Phillip Fulmer will be the director of athletics at the University of Tennessee for at least four more years. Fulmer took over as UT’s Director of Athletics on Dec. 1, 2017.
“Phillip has been a great partner over the last four months and I commend him for the work he has done with our student-athletes, coaches and staff,” Chancellor Beverly Davenport said. “Phillip has been connected to the University of Tennessee and its athletics program for more than 40 years and he understands the expectations we have for our athletics department.
“He is surrounded by a very knowledgeable staff that is deeply committed to the success of our student-athletes. I look forward to our continued partnership.”
Fulmer will be paid atleast $1 million annually with a base salary of $300,000, annual supplemental compensation of $600,000 and a yearly retention bonus of $100,000. He will receive a prorated salary for the time already worked since taking over on December 1.
He’ll be motivated to achieve in both athletics and academics with the potential to earn up to $300,000 in yearly performance-based bonuses.
Fulmer is eligible for $90,000 if Tennessee finishes in the top 40 in the Director’s Cup standings, a collegiate competition ranking the best school athletics programs based on overall success. The bonus reaches $150,000 if Tennessee finishes in the top ten. He is eligible to receive another $90,000 bonus if graduation rate of all student-athletes is above 83 percent. The academic bonus also rises to $150,000 if the graduation rate is 95 percent or above.
Fulmer has wasted no time during his four months at the helm of his alma mater, ushering in two new head coaches to Rocky Top. Six days after his initial appointment as athletics director, Fulmer finalized a deal to make Jeremy Pruitt the 26th head coach in the storied history of the Tennessee football program. Then on Jan. 10, Fulmer introduced Eve Rackham—a former AVCA Division I Assistant Coach of the Year—as UT’s new volleyball coach.
Full Transcript: Phillip Fulmer introduced as athletic director
Fulmer also secured a contract extension for coach Brian Pensky, who led the women’s soccer program to a 15-4-2 record last fall and a berth in the second round of the NCAA Tournament.

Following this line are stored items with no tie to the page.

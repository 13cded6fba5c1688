pub mod classifier_worker;
pub mod process_worker;

pub use classifier_worker::{ClassifierWorker, WorkerError};
pub use process_worker::ProcessClassifierWorker;
use std::path::PathBuf;
use std::time::Duration;

use crate::errors::AppError;

const DEFAULT_PORT: u16 = 5000;
const DEFAULT_MAX_CONNECTIONS: u32 = 10;
const DEFAULT_CLASSIFIER_SCRIPT: &str = "ml_service/scripts/predict.py";
const DEFAULT_CLASSIFIER_TIMEOUT_SECS: u64 = 10;
const DEFAULT_CORS_ORIGINS: &str = "http://localhost:5173,http://127.0.0.1:5173";

/// How to launch the classifier worker.
///
/// The worker is run as `program [script] <text>`.
#[derive(Debug, Clone)]
pub struct ClassifierConfig {
    pub program: String,
    pub script: Option<PathBuf>,
    pub timeout: Duration,
}

impl Default for ClassifierConfig {
    fn default() -> Self {
        Self {
            program: default_program().to_string(),
            script: Some(PathBuf::from(DEFAULT_CLASSIFIER_SCRIPT)),
            timeout: Duration::from_secs(DEFAULT_CLASSIFIER_TIMEOUT_SECS),
        }
    }
}

fn default_program() -> &'static str {
    if cfg!(windows) {
        "python"
    } else {
        "python3"
    }
}

/// Process-wide settings, read once at startup.
#[derive(Debug, Clone)]
pub struct AppConfig {
    pub port: u16,
    pub database_url: Option<String>,
    pub max_connections: u32,
    pub classifier: ClassifierConfig,
    pub cors_allowed_origins: Vec<String>,
}

impl Default for AppConfig {
    fn default() -> Self {
        Self {
            port: DEFAULT_PORT,
            database_url: None,
            max_connections: DEFAULT_MAX_CONNECTIONS,
            classifier: ClassifierConfig::default(),
            cors_allowed_origins: split_origins(DEFAULT_CORS_ORIGINS),
        }
    }
}

impl AppConfig {
    pub fn from_env() -> Result<Self, AppError> {
        Self::from_lookup(|key| std::env::var(key).ok())
    }

    /// Builds the config from an arbitrary key lookup; empty values count as unset.
    pub fn from_lookup<F>(lookup: F) -> Result<Self, AppError>
    where
        F: Fn(&str) -> Option<String>,
    {
        let get = |key: &str| lookup(key).filter(|v| !v.trim().is_empty());
        let defaults = AppConfig::default();

        let port = match get("PORT") {
            Some(v) => parse_number(&v, "PORT")?,
            None => defaults.port,
        };
        let max_connections = match get("DATABASE_MAX_CONNECTIONS") {
            Some(v) => parse_number(&v, "DATABASE_MAX_CONNECTIONS")?,
            None => defaults.max_connections,
        };
        let timeout = match get("CLASSIFIER_TIMEOUT_SECS") {
            Some(v) => Duration::from_secs(parse_number(&v, "CLASSIFIER_TIMEOUT_SECS")?),
            None => defaults.classifier.timeout,
        };
        // An explicitly empty CLASSIFIER_SCRIPT means the program takes the text directly.
        let script = match lookup("CLASSIFIER_SCRIPT") {
            Some(v) if v.trim().is_empty() => None,
            Some(v) => Some(PathBuf::from(v)),
            None => defaults.classifier.script,
        };

        let config = Self {
            port,
            database_url: get("DATABASE_URL"),
            max_connections,
            classifier: ClassifierConfig {
                program: get("CLASSIFIER_PROGRAM").unwrap_or(defaults.classifier.program),
                script,
                timeout,
            },
            cors_allowed_origins: get("CORS_ALLOWED_ORIGINS")
                .map(|v| split_origins(&v))
                .unwrap_or(defaults.cors_allowed_origins),
        };
        config.validate()?;
        Ok(config)
    }

    pub fn validate(&self) -> Result<(), AppError> {
        if self.classifier.timeout.is_zero() {
            return Err(AppError::Config("CLASSIFIER_TIMEOUT_SECS must be greater than 0".into()));
        }
        if self.max_connections == 0 {
            return Err(AppError::Config("DATABASE_MAX_CONNECTIONS must be greater than 0".into()));
        }
        if self.classifier.program.trim().is_empty() {
            return Err(AppError::Config("CLASSIFIER_PROGRAM cannot be empty".into()));
        }
        for origin in &self.cors_allowed_origins {
            if origin.parse::<http::HeaderValue>().is_err() {
                return Err(AppError::Config(format!("Invalid CORS origin: {}", origin)));
            }
        }
        Ok(())
    }
}

fn parse_number<T: std::str::FromStr>(value: &str, key: &str) -> Result<T, AppError> {
    value
        .trim()
        .parse()
        .map_err(|_| AppError::Config(format!("{} must be a number, got '{}'", key, value)))
}

fn split_origins(value: &str) -> Vec<String> {
    value
        .split(',')
        .map(str::trim)
        .filter(|s| !s.is_empty())
        .map(String::from)
        .collect()
}
use anyhow::{bail, Context};
use tracing_subscriber::{layer::SubscriberExt, util::SubscriberInitExt};

#[derive(Debug, Clone)]
pub struct LoggingConfig {
    pub loki_enabled: bool,
    pub loki_url: Option<String>,
    pub service_name: String,
    pub environment: String,
    pub log_level: String,
}

impl LoggingConfig {
    pub fn from_env() -> Self {
        Self::from_lookup(|key| std::env::var(key).ok())
    }

    pub fn from_lookup<F>(lookup: F) -> Self
    where
        F: Fn(&str) -> Option<String>,
    {
        Self {
            loki_enabled: lookup("LOKI_ENABLED")
                .and_then(|v| v.parse().ok())
                .unwrap_or(false),
            loki_url: lookup("LOKI_URL"),
            service_name: lookup("SERVICE_NAME")
                .unwrap_or_else(|| "risk-profiler".to_string()),
            environment: lookup("ENVIRONMENT")
                .unwrap_or_else(|| "development".to_string()),
            log_level: lookup("RUST_LOG")
                .unwrap_or_else(|| "info,tower_http=debug".to_string()),
        }
    }

    pub fn validate(&self) -> anyhow::Result<()> {
        if self.loki_enabled && self.loki_url.is_none() {
            bail!("LOKI_ENABLED is true but LOKI_URL is not set");
        }
        Ok(())
    }
}

pub fn init_logging(config: LoggingConfig) -> anyhow::Result<()> {
    config.validate()?;

    #[cfg(feature = "loki")]
    {
        if config.loki_enabled {
            if let Some(loki_url) = config.loki_url.clone() {
                return init_with_loki(config, &loki_url);
            }
        }
    }

    init_console_only(config)
}

fn init_console_only(config: LoggingConfig) -> anyhow::Result<()> {
    tracing_subscriber::registry()
        .with(tracing_subscriber::EnvFilter::new(&config.log_level))
        .with(tracing_subscriber::fmt::layer())
        .try_init()
        .context("failed to install tracing subscriber")?;

    tracing::info!(
        service = %config.service_name,
        environment = %config.environment,
        "📊 Console logging initialized"
    );
    Ok(())
}

#[cfg(feature = "loki")]
fn init_with_loki(config: LoggingConfig, loki_url: &str) -> anyhow::Result<()> {
    let url = url::Url::parse(loki_url).context("invalid LOKI_URL")?;

    let (loki_layer, task) = tracing_loki::builder()
        .label("service", &config.service_name)?
        .label("environment", &config.environment)?
        .build_url(url)?;

    // Ships buffered log lines to Loki in the background.
    tokio::spawn(task);

    tracing_subscriber::registry()
        .with(tracing_subscriber::EnvFilter::new(&config.log_level))
        .with(tracing_subscriber::fmt::layer())
        .with(loki_layer)
        .try_init()
        .context("failed to install tracing subscriber")?;

    tracing::info!("✅ Loki logging initialized at {}", loki_url);
    Ok(())
}

#[cfg(test)]
mod tests {
    use super::*;

    #[test]
    fn test_loki_requires_url() {
        let config = LoggingConfig::from_lookup(|key| match key {
            "LOKI_ENABLED" => Some("true".to_string()),
            _ => None,
        });
        assert!(config.loki_enabled);
        assert!(config.validate().is_err());
    }

    #[test]
    fn test_defaults() {
        let config = LoggingConfig::from_lookup(|_| None);
        assert!(!config.loki_enabled);
        assert_eq!(config.service_name, "risk-profiler");
        assert_eq!(config.environment, "development");
        assert_eq!(config.log_level, "info,tower_http=debug");
        assert!(config.validate().is_ok());
    }
}
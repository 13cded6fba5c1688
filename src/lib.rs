pub mod app;
pub mod config;
pub mod db;
pub mod errors;
pub mod external;
pub mod logging;
pub mod models;
pub mod routes;
pub mod services;
pub mod state;
pub mod store;
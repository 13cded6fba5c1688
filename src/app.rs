use std::any::Any;

use axum::http::{header, HeaderValue, Method};
use axum::response::{IntoResponse, Response};
use axum::Router;
use tower_http::catch_panic::CatchPanicLayer;
use tower_http::cors::{AllowOrigin, CorsLayer};
use tower_http::trace::TraceLayer;

use crate::config::AppConfig;
use crate::errors::AppError;
use crate::routes::{analyze, health, portfolios};
use crate::state::AppState;

/// Routes are served at the root and under `/api` for the browser client.
pub fn create_app(state: AppState) -> Router {
    let cors = cors_layer(&state.config);
    Router::<AppState>::new()
        .merge(routes())
        .nest("/api", routes())
        .layer(CatchPanicLayer::custom(panic_response))
        .layer(TraceLayer::new_for_http())
        .layer(cors)
        .with_state(state)
}

fn routes() -> Router<AppState> {
    Router::new()
        .nest("/health", health::router())
        .nest("/portfolios", portfolios::router())
        .nest("/analyze", analyze::router())
}

fn cors_layer(config: &AppConfig) -> CorsLayer {
    let origins: Vec<HeaderValue> = config
        .cors_allowed_origins
        .iter()
        .filter_map(|origin| origin.parse().ok())
        .collect();

    CorsLayer::new()
        .allow_origin(AllowOrigin::list(origins))
        .allow_methods([Method::GET, Method::POST])
        .allow_headers([header::CONTENT_TYPE])
}

/// Any panic inside a handler becomes the generic 500 body.
pub fn panic_response(err: Box<dyn Any + Send + 'static>) -> Response {
    let detail = if let Some(s) = err.downcast_ref::<String>() {
        s.clone()
    } else if let Some(s) = err.downcast_ref::<&str>() {
        s.to_string()
    } else {
        "unknown panic payload".to_string()
    };
    AppError::Internal(format!("handler panicked: {}", detail)).into_response()
}
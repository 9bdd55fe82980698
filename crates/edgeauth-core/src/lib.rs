// Configuration types shared by the EdgeAuth crates
pub mod config;

pub use config::{ConfigError, EdgeAuthConfig, SigningConfig, TokenDefaults};
mod commands;

use clap::{Parser, Subcommand};
use commands::token::MintOptions;
use edgeauth_token::TokenError;
use std::path::PathBuf;
use std::process::ExitCode;
use tracing_subscriber::EnvFilter;

/// Exit code when a token cannot be built from the given options.
const EXIT_TOKEN_ERROR: u8 = 7;

#[derive(Parser, Debug)]
#[command(
    name = "edgeauth",
    version,
    about = "Create and check EdgeAuth digest tokens",
    args_conflicts_with_subcommands = true
)]
struct Cli {
    #[command(subcommand)]
    cmd: Option<Command>,

    #[command(flatten)]
    mint: MintOptions,
}

#[derive(Subcommand, Debug)]
enum Command {
    /// Verify a token against the application secret.
    Verify {
        /// The application secret
        #[arg(short = 'w', long, env = "EDGEAUTH_SECRET", hide_env_values = true)]
        secret: Option<String>,

        /// Configuration file (YAML)
        #[arg(long, env = "EDGEAUTH_CONFIG")]
        config: Option<PathBuf>,

        /// The token, or a file containing it
        token: String,
    },

    /// Decode a token without verifying it.
    Inspect {
        /// The token, or a file containing it
        token: String,
    },
}

fn main() -> ExitCode {
    // Logs go to stderr so stdout carries only command output.
    tracing_subscriber::fmt()
        .with_writer(std::io::stderr)
        .with_env_filter(
            EnvFilter::try_from_default_env().unwrap_or_else(|_| EnvFilter::new("warn")),
        )
        .init();

    let cli = Cli::parse();

    match run(cli) {
        Ok(code) => code,
        Err(err) => {
            eprintln!("✖ {:#}", err);
            ExitCode::from(exit_status(&err))
        }
    }
}

fn run(cli: Cli) -> anyhow::Result<ExitCode> {
    let mut stdout = std::io::stdout().lock();

    match cli.cmd {
        None => commands::token::mint(cli.mint, &mut stdout)?,

        Some(Command::Verify {
            secret,
            config,
            token,
        }) => {
            let result = commands::token::verify(secret, config, &token, &mut stdout)?;
            if !result.is_verified() {
                return Ok(ExitCode::FAILURE);
            }
        }

        Some(Command::Inspect { token }) => commands::token::inspect(&token, &mut stdout)?,
    }

    Ok(ExitCode::SUCCESS)
}

fn exit_status(err: &anyhow::Error) -> u8 {
    if err.downcast_ref::<TokenError>().is_some() {
        EXIT_TOKEN_ERROR
    } else {
        1
    }
}
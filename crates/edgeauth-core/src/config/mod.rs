//! Configuration types for EdgeAuth tools.
//!
//! A single YAML file (conventionally `edgeauth.yaml`) describes how tokens are
//! signed and which claims new tokens start from:
//!
//! ```yaml
//! signing:
//!   application_id: my-application-id
//!   secret_env: EDGEAUTH_SECRET
//!   secret_file: /run/secrets/edgeauth
//! defaults:
//!   expires_in_seconds: 3600
//!   token_type: stream
//!   capabilities: [multi-bitrate]
//!   apply_tags: [customer1]
//! ```
//!
//! The secret itself never appears in the file, only where to find it.

pub mod defaults;
pub mod signing;

use serde::{Deserialize, Serialize};
use std::fs;
use std::path::Path;

pub use defaults::TokenDefaults;
pub use signing::SigningConfig;

/// Complete EdgeAuth configuration loaded from a file.
#[derive(Debug, Clone, Default, PartialEq, Serialize, Deserialize)]
pub struct EdgeAuthConfig {
    /// Signing identity and secret location.
    #[serde(default)]
    pub signing: SigningConfig,

    /// Claims applied to every new token unless overridden.
    #[serde(default)]
    pub defaults: TokenDefaults,
}

/// Error type for configuration loading.
#[derive(Debug, thiserror::Error)]
pub enum ConfigError {
    #[error("IO error: {0}")]
    Io(#[from] std::io::Error),

    #[error("YAML parse error: {0}")]
    Yaml(#[from] serde_yaml::Error),

    #[error("Configuration error: {0}")]
    Config(String),
}

impl EdgeAuthConfig {
    /// Load configuration from a YAML file.
    pub fn from_file(path: impl AsRef<Path>) -> Result<Self, ConfigError> {
        let path = path.as_ref();
        tracing::debug!(path = %path.display(), "Loading EdgeAuth configuration");

        let content = fs::read_to_string(path)?;
        Self::from_yaml(&content)
    }

    /// Parse configuration from YAML content.
    pub fn from_yaml(content: &str) -> Result<Self, ConfigError> {
        let config: Self = serde_yaml::from_str(content)?;
        config.validate()?;
        Ok(config)
    }

    /// Check values that parse but cannot produce a usable token.
    pub fn validate(&self) -> Result<(), ConfigError> {
        if self.defaults.expires_in_seconds <= 0 {
            return Err(ConfigError::Config(format!(
                "defaults.expires_in_seconds must be positive, got {}",
                self.defaults.expires_in_seconds
            )));
        }

        if let Some(env_var) = &self.signing.secret_env {
            if env_var.trim().is_empty() {
                return Err(ConfigError::Config(
                    "signing.secret_env must name an environment variable".to_string(),
                ));
            }
        }

        Ok(())
    }
}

“I am very grateful to Chancellor Davenport for the opportunity to continue to serve our outstanding university and its proud legacy,” Fulmer said. “The positive momentum established by our talented student-athletes, dedicated coaches, excellent staff, our great alumni and fans has united us all. I am excited to work alongside them as we push forward in pursuit of excellence in all sports.”
In the event Fulmer is fired before 2021 without cause, he will be given a separation payment worth 50 percent of the total base and supplemental pay he’s earned up to the date of termination. If he his fired without cause after 2021 he would be given a separation payment worth 33 percent of the total base and supplemental pay he’s earned up to that point.
Another early highlight of Fulmer’s tenure came when UT’s men’s basketball program—led by SEC Coach of the Year Rick Barnes and SEC Player of the Year Grant Williams—stormed to a share of the SEC regular-season championship. The Vols went on to appear in the SEC Tournament final before advancing to their first NCAA Tournament since 2014.
“We are all so much better when we are aligned and pushing ahead together,” Fulmer added. “A perfect example of turning challenges into opportunities is our men’s basketball team this past season. When you care for each other, work really hard and no one cares who gets the credit, lots can be accomplished.”
Fulmer’s days on Rocky Top date to 1968 when he enrolled at UT and joined the football team as an offensive guard. He became a co-captain and went on to lead the Volunteers to a football national championship as a head coach, ultimately earning first-ballot induction into the National Football Foundation College Football Hall of Fame.
Fulmer’s 17 years at the helm of the Volunteers program produced a record of 152 wins and 52 losses. At the conclusion of Fulmer’s final season, he was the dean of SEC football coaches and no active coach with at least a decade in Division I-A had a better winning percentage (.744).
Under his tutelage, the Volunteers were the first to win the Bowl Championship Series National Championship in 1998 and made five appearances in the SEC Championship game over his last 11 seasons. Fulmer was named SEC Coach of the Year and National Coach of the Year in 1998.